A Borboleta e a Pedra

Uma vez prometi transcrever aqui esse texto.
É uma história. E por sua beleza é também um poema.
Ela aconteceu. É um fato real que se desvenda na leitura e que tem um sentido pessoal para mim, e espero que adquira algum para você também.

A BORBOLETA E A PEDRA

A borboleta um dia encontrou a pedra.
Não tinha sido sempre uma pedra,
Mas de tanto levar pancada
A sua casca endureceu.

A borboleta colorida só voava
Eis que naquele dia viu, lá embaixo, a pedra
Viu que por uma fresta ela brilhava
Enxergou, em meio a superfície dura,
Um pontinho pequeno que ainda luz refletia.

Imaginou que aquela pedra
Talvez tivesse sido borboleta um dia...

A pedra contava histórias
De um mundo que ela (borboleta)
Não conhecia (ou jamais vira)
Pessoas de casca ainda mais dura
Onde a luz não alcançava ou refletia
Onde a dor tinha endurecido até a alma.

Contava sobre um mundo cinza
Que a pedra tentou colorir
Antes de virar pedra.

A borboleta nunca tinha ouvido essas histórias
Muito menos notado que este mundo cinza existia mesmo,
Só sabia enxergar colorido...
Cantava para a pedra canções mágicas,
A pedra sorria levemente,
Mas continuava triste e endurecida
(Não é fácil ser feliz depois da dor)
A pedra já tinha visto muita injustiça
Muitas borboletas endurecendo como pedras brutas
Muitas pedras rolando até o fundo do abismo
Nem imaginava que um dia
Uma borboleta colorida ali voando chegaria
Iluminada na escuridão por sua última fresta de luz
Que sobrara da superfície embrutecida.

Viu que a borboleta era bela
Tinha olhos que brilhavam e pareciam frágeis como as asas,
Porque sempre chorava,
Até sem motivo aparente.
A borboleta era tão delicada e feminina,
Demonstrava tanta fraqueza
Que a pedra demorou a entender
Que aquele singelo sorriso
E também a lágrima cristalina
Eram também sua maior força.

Depois disso, a superfície da pedra foi se desfazendo em cacos
Descolando da pele, enquanto uma asa empoeirada se desdobrava.

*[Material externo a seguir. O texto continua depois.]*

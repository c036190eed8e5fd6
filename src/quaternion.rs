//! Quaternion algebra shared by every attitude filter.
//!
//! Convention: components are (w, x, y, z) and a quaternion maps body-frame
//! vectors into the world frame. A body-frame delta is composed on the right:
//! `q_new = q * delta`.

use std::ops::{Add, Mul, Sub};

use nalgebra::Matrix3;
use serde::{Deserialize, Serialize};

use crate::types::{RotationMatrix, Vec3};

/// Norms below this are treated as zero and never divided by.
pub const NORM_EPSILON: f64 = 1e-12;

#[derive(Clone, Copy, Debug, PartialEq, Serialize, Deserialize)]
pub struct Quaternion {
    pub w: f64,
    pub x: f64,
    pub y: f64,
    pub z: f64,
}

impl Default for Quaternion {
    fn default() -> Self {
        Self::identity()
    }
}

impl Quaternion {
    pub const fn new(w: f64, x: f64, y: f64, z: f64) -> Self {
        Self { w, x, y, z }
    }

    pub const fn identity() -> Self {
        Self::new(1.0, 0.0, 0.0, 0.0)
    }

    pub fn from_array(q: [f64; 4]) -> Self {
        Self::new(q[0], q[1], q[2], q[3])
    }

    pub fn to_array(&self) -> [f64; 4] {
        [self.w, self.x, self.y, self.z]
    }

    /// Narrowed copy for the radio packet.
    pub fn to_f32_array(&self) -> [f32; 4] {
        [self.w as f32, self.x as f32, self.y as f32, self.z as f32]
    }

    /// Rotation of `angle` radians about `axis`. A zero axis gives identity.
    pub fn from_axis_angle(axis: &Vec3, angle: f64) -> Self {
        let norm = axis.norm();
        if norm < NORM_EPSILON {
            return Self::identity();
        }
        let half = 0.5 * angle;
        let s = half.sin() / norm;
        Self::new(half.cos(), axis.x * s, axis.y * s, axis.z * s)
    }

    /// Delta rotation produced by body rate `omega` (rad/s) held for `dt` seconds.
    ///
    /// Falls back to identity when the rate is numerically zero.
    pub fn from_angular_rate(omega: &Vec3, dt: f64) -> Self {
        let rate = omega.norm();
        if rate < 1e-6 {
            return Self::identity();
        }
        Self::from_axis_angle(omega, rate * dt)
    }

    /// Aerospace (Z-Y-X) Euler angles in radians.
    pub fn from_euler(roll: f64, pitch: f64, yaw: f64) -> Self {
        let (sr, cr) = (0.5 * roll).sin_cos();
        let (sp, cp) = (0.5 * pitch).sin_cos();
        let (sy, cy) = (0.5 * yaw).sin_cos();
        Self::new(
            cr * cp * cy + sr * sp * sy,
            sr * cp * cy - cr * sp * sy,
            cr * sp * cy + sr * cp * sy,
            cr * cp * sy - sr * sp * cy,
        )
    }

    /// Returns (roll, pitch, yaw) in radians.
    pub fn to_euler(&self) -> (f64, f64, f64) {
        let (w, x, y, z) = (self.w, self.x, self.y, self.z);
        let roll = (2.0 * (w * x + y * z)).atan2(1.0 - 2.0 * (x * x + y * y));
        let sin_pitch = (2.0 * (w * y - z * x)).clamp(-1.0, 1.0);
        let pitch = sin_pitch.asin();
        let yaw = (2.0 * (w * z + x * y)).atan2(1.0 - 2.0 * (y * y + z * z));
        (roll, pitch, yaw)
    }

    pub fn norm(&self) -> f64 {
        self.dot(self).sqrt()
    }

    pub fn dot(&self, other: &Quaternion) -> f64 {
        self.w * other.w + self.x * other.x + self.y * other.y + self.z * other.z
    }

    pub fn scale(&self, k: f64) -> Self {
        Self::new(self.w * k, self.x * k, self.y * k, self.z * k)
    }

    pub fn conjugate(&self) -> Self {
        Self::new(self.w, -self.x, -self.y, -self.z)
    }

    /// Unit-length copy, or `None` when the norm is numerically zero.
    pub fn try_normalize(&self) -> Option<Self> {
        let norm = self.norm();
        if norm < NORM_EPSILON || !norm.is_finite() {
            return None;
        }
        Some(self.scale(1.0 / norm))
    }

    /// Unit-length copy. A degenerate quaternion is returned untouched;
    /// callers that can produce one must use [`Quaternion::try_normalize`].
    pub fn normalize(&self) -> Self {
        self.try_normalize().unwrap_or(*self)
    }

    pub fn is_unit(&self, tolerance: f64) -> bool {
        (self.norm() - 1.0).abs() <= tolerance
    }

    /// Direction cosine matrix (body to world).
    pub fn to_rotation_matrix(&self) -> RotationMatrix {
        let (w, x, y, z) = (self.w, self.x, self.y, self.z);
        Matrix3::new(
            1.0 - 2.0 * (y * y + z * z),
            2.0 * (x * y - z * w),
            2.0 * (x * z + y * w),
            2.0 * (x * y + z * w),
            1.0 - 2.0 * (x * x + z * z),
            2.0 * (y * z - x * w),
            2.0 * (x * z - y * w),
            2.0 * (y * z + x * w),
            1.0 - 2.0 * (x * x + y * y),
        )
    }

    pub fn rotate(&self, v: &Vec3) -> Vec3 {
        self.to_rotation_matrix() * v
    }

    /// Rotation angle (radians) separating two orientations. `q` and `-q`
    /// describe the same rotation, so the sign is ignored.
    pub fn angle_to(&self, other: &Quaternion) -> f64 {
        let a = self.normalize();
        let b = other.normalize();
        2.0 * a.dot(&b).abs().min(1.0).acos()
    }
}

/// Hamilton product.
impl Mul for Quaternion {
    type Output = Quaternion;

    fn mul(self, rhs: Quaternion) -> Quaternion {
        let (w1, x1, y1, z1) = (self.w, self.x, self.y, self.z);
        let (w2, x2, y2, z2) = (rhs.w, rhs.x, rhs.y, rhs.z);
        Quaternion::new(
            w1 * w2 - x1 * x2 - y1 * y2 - z1 * z2,
            w1 * x2 + x1 * w2 + y1 * z2 - z1 * y2,
            w1 * y2 - x1 * z2 + y1 * w2 + z1 * x2,
            w1 * z2 + x1 * y2 - y1 * x2 + z1 * w2,
        )
    }
}

impl Add for Quaternion {
    type Output = Quaternion;

    fn add(self, rhs: Quaternion) -> Quaternion {
        Quaternion::new(self.w + rhs.w, self.x + rhs.x, self.y + rhs.y, self.z + rhs.z)
    }
}

impl Sub for Quaternion {
    type Output = Quaternion;

    fn sub(self, rhs: Quaternion) -> Quaternion {
        Quaternion::new(self.w - rhs.w, self.x - rhs.x, self.y - rhs.y, self.z - rhs.z)
    }
}

#[cfg(test)]
mod tests {
    use super::*;
    use approx::assert_abs_diff_eq;
    use std::f64::consts::{FRAC_PI_2, PI};

    fn assert_quat_eq(a: Quaternion, b: Quaternion, eps: f64) {
        assert_abs_diff_eq!(a.w, b.w, epsilon = eps);
        assert_abs_diff_eq!(a.x, b.x, epsilon = eps);
        assert_abs_diff_eq!(a.y, b.y, epsilon = eps);
        assert_abs_diff_eq!(a.z, b.z, epsilon = eps);
    }

    fn sample_quats() -> (Quaternion, Quaternion, Quaternion) {
        (
            Quaternion::from_axis_angle(&Vec3::new(1.0, 0.0, 0.0), 0.7),
            Quaternion::from_axis_angle(&Vec3::new(0.0, 1.0, 0.0), -1.2),
            Quaternion::from_axis_angle(&Vec3::new(1.0, 2.0, 3.0), 2.1),
        )
    }

    #[test]
    fn test_identity_composition() {
        let (q, _, _) = sample_quats();
        assert_quat_eq(Quaternion::identity() * q, q, 1e-15);
        assert_quat_eq(q * Quaternion::identity(), q, 1e-15);
    }

    #[test]
    fn test_associative_not_commutative() {
        let (a, b, c) = sample_quats();
        assert_quat_eq((a * b) * c, a * (b * c), 1e-12);

        let ab = a * b;
        let ba = b * a;
        assert!((ab - ba).norm() > 1e-3);
    }

    #[test]
    fn test_conjugate_composes_to_identity() {
        let (_, _, q) = sample_quats();
        assert_quat_eq(q * q.conjugate(), Quaternion::identity(), 1e-12);
    }

    #[test]
    fn test_identity_leaves_vectors_unchanged() {
        let v = Vec3::new(0.3, -1.5, 2.0);
        let rotated = Quaternion::identity().rotate(&v);
        assert_abs_diff_eq!((rotated - v).norm(), 0.0, epsilon = 1e-15);
    }

    #[test]
    fn test_rotate_quarter_turn_about_z() {
        let q = Quaternion::from_axis_angle(&Vec3::z(), FRAC_PI_2);
        let rotated = q.rotate(&Vec3::x());
        assert_abs_diff_eq!(rotated.x, 0.0, epsilon = 1e-12);
        assert_abs_diff_eq!(rotated.y, 1.0, epsilon = 1e-12);
        assert_abs_diff_eq!(rotated.z, 0.0, epsilon = 1e-12);
    }

    #[test]
    fn test_rotation_matrix_is_orthonormal() {
        let (_, _, q) = sample_quats();
        let r = q.to_rotation_matrix();
        let should_be_identity = r * r.transpose();
        assert_abs_diff_eq!((should_be_identity - Matrix3::identity()).norm(), 0.0, epsilon = 1e-12);
        assert_abs_diff_eq!(r.determinant(), 1.0, epsilon = 1e-12);
    }

    #[test]
    fn test_normalize_and_degenerate_guard() {
        let q = Quaternion::new(2.0, 0.0, 0.0, 0.0).normalize();
        assert_quat_eq(q, Quaternion::identity(), 1e-15);

        let zero = Quaternion::new(0.0, 0.0, 0.0, 0.0);
        assert!(zero.try_normalize().is_none());
        assert_eq!(zero.normalize(), zero);
    }

    #[test]
    fn test_angular_rate_zero_is_identity() {
        let q = Quaternion::from_angular_rate(&Vec3::zeros(), 0.01);
        assert_eq!(q, Quaternion::identity());
    }

    #[test]
    fn test_euler_round_trip_and_angle_sign() {
        let q = Quaternion::from_euler(0.1, -0.2, 0.3);
        let (roll, pitch, yaw) = q.to_euler();
        assert_abs_diff_eq!(roll, 0.1, epsilon = 1e-12);
        assert_abs_diff_eq!(pitch, -0.2, epsilon = 1e-12);
        assert_abs_diff_eq!(yaw, 0.3, epsilon = 1e-12);

        // A full turn flips the sign but is the same rotation
        let full = Quaternion::from_axis_angle(&Vec3::z(), 2.0 * PI);
        assert_abs_diff_eq!(full.angle_to(&Quaternion::identity()), 0.0, epsilon = 1e-6);
    }
}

A borboleta admirada confirmou o sonho
De que aquela pedra dura tinha sido um dia tão encantada quanto ela,
Só que com asas ainda maiores.

As duas deram-se as mãos e alçaram um vôo longo.
Saíram do abismo,
Encontraram planícies repletas de flores,
Árvores e cachoeiras.
Precisavam da luz do sol e das estrelas
Para voltar ao abismo e trazer as pedras que ficaram.
E fariam isso, inevitavelmente, no dia seguinte...

A história termina aqui mas para mim ela continua dessa forma, com uma espécie de dedicatória:

... E foi assim que eu o conheci
Eu borboleta, você pedra,
Com a imensa vontade de voarmos juntos,
Hoje, sempre e no dia seguinte...
(Em que voltaríamos para levantar vôo com a humanidade ao nosso lado).

3 comentários:

beto melodia disse...

olá, aline.

os meios e os motivos para nossa evolução, tão bem retratados nessa bela história, mais real do que muitos a julgam capaz de ser.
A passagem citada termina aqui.